The New York Times has released their annual Faces Quiz, in which readers can procrastinate on other year-end work they have to do by spending five minutes trying to remember the name of the woman who runs the CDC. (It’s Rochelle Walensky, by the way.)
The best part of this quiz is that once you finish, they tell you how you rank in comparison to your fellow Times readers. Not to brag, but at 40 out of 52 I scored better than 99 percent of those middle-aged dummies. My genius colleague Allie Jones landed an astounding 48 out of 52, which I think automatically submits her into the FBI training program.
But in addition to telling you how good you are at recognizing the “notable people” of 2021 (many of whom are notable because they have died), the Times also tells you how recognizable each person on the list is. Topping the recognizable charts this year is Vice President Kamala Harris, who 94 percent of readers could recognize. Right below her is President Joe Biden, with 93 percent. What is happening in that one percent is beyond me, but maybe it’s the key to figuring out what to do in 2024. Rounding out the top five are Twitter troll Elon Musk, pandemic czar Anthony Fauci, and former Secretary of State Colin Powell (RIP).

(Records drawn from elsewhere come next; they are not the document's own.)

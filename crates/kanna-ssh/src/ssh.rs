//! SSH backend implementation

use crate::config::{ClientConfig, HostAliasSource};
use crate::resolver::{self, Identity, OsIdentity, ResolvedOptions};
use async_trait::async_trait;
use bytes::Bytes;
use kanna_backend::{Backend, BackendError, CommandResult, Options, Result, RunOptions};
use std::path::Path;
use std::sync::{Arc, OnceLock};
use tokio::process::Command;
use tracing::{debug, info};

/// Backend reaching a target node over an OpenSSH subprocess.
///
/// Owns two pieces of policy no other backend needs: connection-option
/// resolution (invocation options merged over the host-alias database, with
/// a login-identity fallback) and the sudo-disable determination consulted
/// before every remote command.
pub struct Ssh {
    options: Options,
    aliases: Arc<dyn HostAliasSource>,
    identity: Arc<dyn Identity>,
    resolved: OnceLock<ResolvedOptions>,
    connected: bool,
}

impl Ssh {
    /// Create an SSH backend using the default collaborators: the OpenSSH
    /// client configuration from its standard locations and the OS login
    /// identity.
    pub fn new(options: Options) -> Self {
        Self::with_sources(options, Arc::new(ClientConfig::load_default()), Arc::new(OsIdentity))
    }

    /// Create an SSH backend with explicit collaborators
    pub fn with_sources(
        options: Options,
        aliases: Arc<dyn HostAliasSource>,
        identity: Arc<dyn Identity>,
    ) -> Self {
        Self {
            options,
            aliases,
            identity,
            resolved: OnceLock::new(),
            connected: false,
        }
    }

    /// The resolved connection options.
    ///
    /// Computed from the immutable invocation options on first use and cached
    /// for the lifetime of the instance; safe to call before any connection
    /// is opened.
    pub fn connection_options(&self) -> &ResolvedOptions {
        self.resolved
            .get_or_init(|| resolver::resolve(&self.options, &*self.aliases, &*self.identity))
    }

    /// Whether sudo wrapping is disabled for remote commands.
    ///
    /// The exact negation of the `sudo` invocation option; when the option is
    /// unset, escalation stays enabled.
    pub fn disable_sudo(&self) -> bool {
        !self.options.sudo().unwrap_or(true)
    }

    /// The `user@host` target, or a connection error when no host resolved.
    ///
    /// Resolution itself is total; a missing host only surfaces when the
    /// transport is first used.
    fn target(&self) -> Result<String> {
        let resolved = self.connection_options();
        let host_name = resolved.host_name().ok_or_else(|| {
            BackendError::Connection("no host name resolved for this backend".to_string())
        })?;

        Ok(match resolved.user() {
            Some(user) => format!("{}@{}", user, host_name),
            None => host_name.to_string(),
        })
    }

    /// Shared ssh/scp option arguments from the resolved options
    fn connection_args(&self) -> Vec<String> {
        let resolved = self.connection_options();
        let mut args = vec!["-o".to_string(), "BatchMode=yes".to_string()];

        for key in resolved.keys() {
            args.push("-i".to_string());
            args.push(key);
        }

        if let Some(proxy_command) = resolved.proxy_command() {
            args.push("-o".to_string());
            args.push(format!("ProxyCommand={}", proxy_command));
        }

        args
    }

    fn build_ssh_args(&self) -> Result<Vec<String>> {
        let mut args = self.connection_args();
        if let Some(port) = self.connection_options().port() {
            args.push("-p".to_string());
            args.push(port.to_string());
        }
        args.push(self.target()?);
        Ok(args)
    }

    fn build_scp_args(&self, recursive: bool, source: &Path, destination: &Path) -> Result<Vec<String>> {
        let mut args = self.connection_args();
        if recursive {
            args.push("-r".to_string());
        }
        if let Some(port) = self.connection_options().port() {
            args.push("-P".to_string());
            args.push(port.to_string());
        }
        args.push(source.display().to_string());
        args.push(format!("{}:{}", self.target()?, destination.display()));
        Ok(args)
    }

    /// Wrap a command for remote dispatch, prefixing the privilege-escalation
    /// invocation unless sudo is disabled
    fn wrap_command(&self, command: &str) -> String {
        let shell = format!("/bin/sh -c {}", shell_quote(command));
        if self.disable_sudo() {
            shell
        } else {
            format!("sudo -H -- {}", shell)
        }
    }

    /// Mark the lazily-opened connection as in use
    fn ensure_connected(&mut self) -> Result<()> {
        if !self.connected {
            info!("Connecting to {}", self.target()?);
            self.connected = true;
        }
        Ok(())
    }

    async fn run(program: &str, args: &[String]) -> Result<std::process::Output> {
        debug!("Executing: {} {}", program, args.join(" "));
        Ok(Command::new(program).args(args).output().await?)
    }
}

#[async_trait]
impl Backend for Ssh {
    async fn transfer_file(&mut self, source: &Path, destination: &Path) -> Result<()> {
        self.ensure_connected()?;
        let args = self.build_scp_args(false, source, destination)?;
        let output = Self::run("scp", &args).await?;

        if !output.status.success() {
            let stderr = String::from_utf8_lossy(&output.stderr);
            return Err(BackendError::Connection(format!(
                "scp failed: {}",
                stderr.trim()
            )));
        }

        Ok(())
    }

    async fn transfer_directory(&mut self, source: &Path, destination: &Path) -> Result<()> {
        self.ensure_connected()?;
        let args = self.build_scp_args(true, source, destination)?;
        let output = Self::run("scp", &args).await?;

        if !output.status.success() {
            let stderr = String::from_utf8_lossy(&output.stderr);
            return Err(BackendError::Connection(format!(
                "scp failed: {}",
                stderr.trim()
            )));
        }

        Ok(())
    }

    async fn run_command(&mut self, command: &str, options: RunOptions) -> Result<CommandResult> {
        self.ensure_connected()?;
        let mut args = self.build_ssh_args()?;
        args.push(self.wrap_command(command));

        let output = Self::run("ssh", &args).await?;
        let result = CommandResult {
            exit_code: output.status.code().unwrap_or(-1),
            stdout: Bytes::from(output.stdout),
            stderr: Bytes::from(output.stderr),
        };

        if options.check && !result.success() {
            return Err(BackendError::CommandFailed {
                code: result.exit_code,
                message: result.stderr_string(),
            });
        }

        Ok(result)
    }

    async fn close(&mut self) -> Result<()> {
        if self.connected {
            debug!("Closing connection to target");
            self.connected = false;
        }
        Ok(())
    }
}

/// Quote a string for a POSIX shell
fn shell_quote(value: &str) -> String {
    format!("'{}'", value.replace('\'', r"'\''"))
}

I May Destroy You’s Michaela Coel, author Colson Whitehead, Pose’s Mj Rodriguez, and Squid Game’s HoYeun Jung are at the bottom of the list, and playwright Jeremy O. Harris won last place – only two percent of participants could correctly identify him. Color me shocked that the people who have that “In this house we believe..” posters in their yards and windows aren’t entirely tuned in to non-white cultural figures. Although I will forgive them for not being able to clock Harris; the only playwright most people would recognize on the street is Lin-Manuel Miranda (and he’s not even a playwright – more of a lyricist).
As for myself, I would like to see more data. Is there someone out there who recognizes both Doja Cat and Federal Reserve Chair Jerome Powell? Whose mind can hold both Charli d’Amelio’s and Liz Cheney’s faces in their head without performance enhancing drugs? That person might be Allie. Congratulations to her.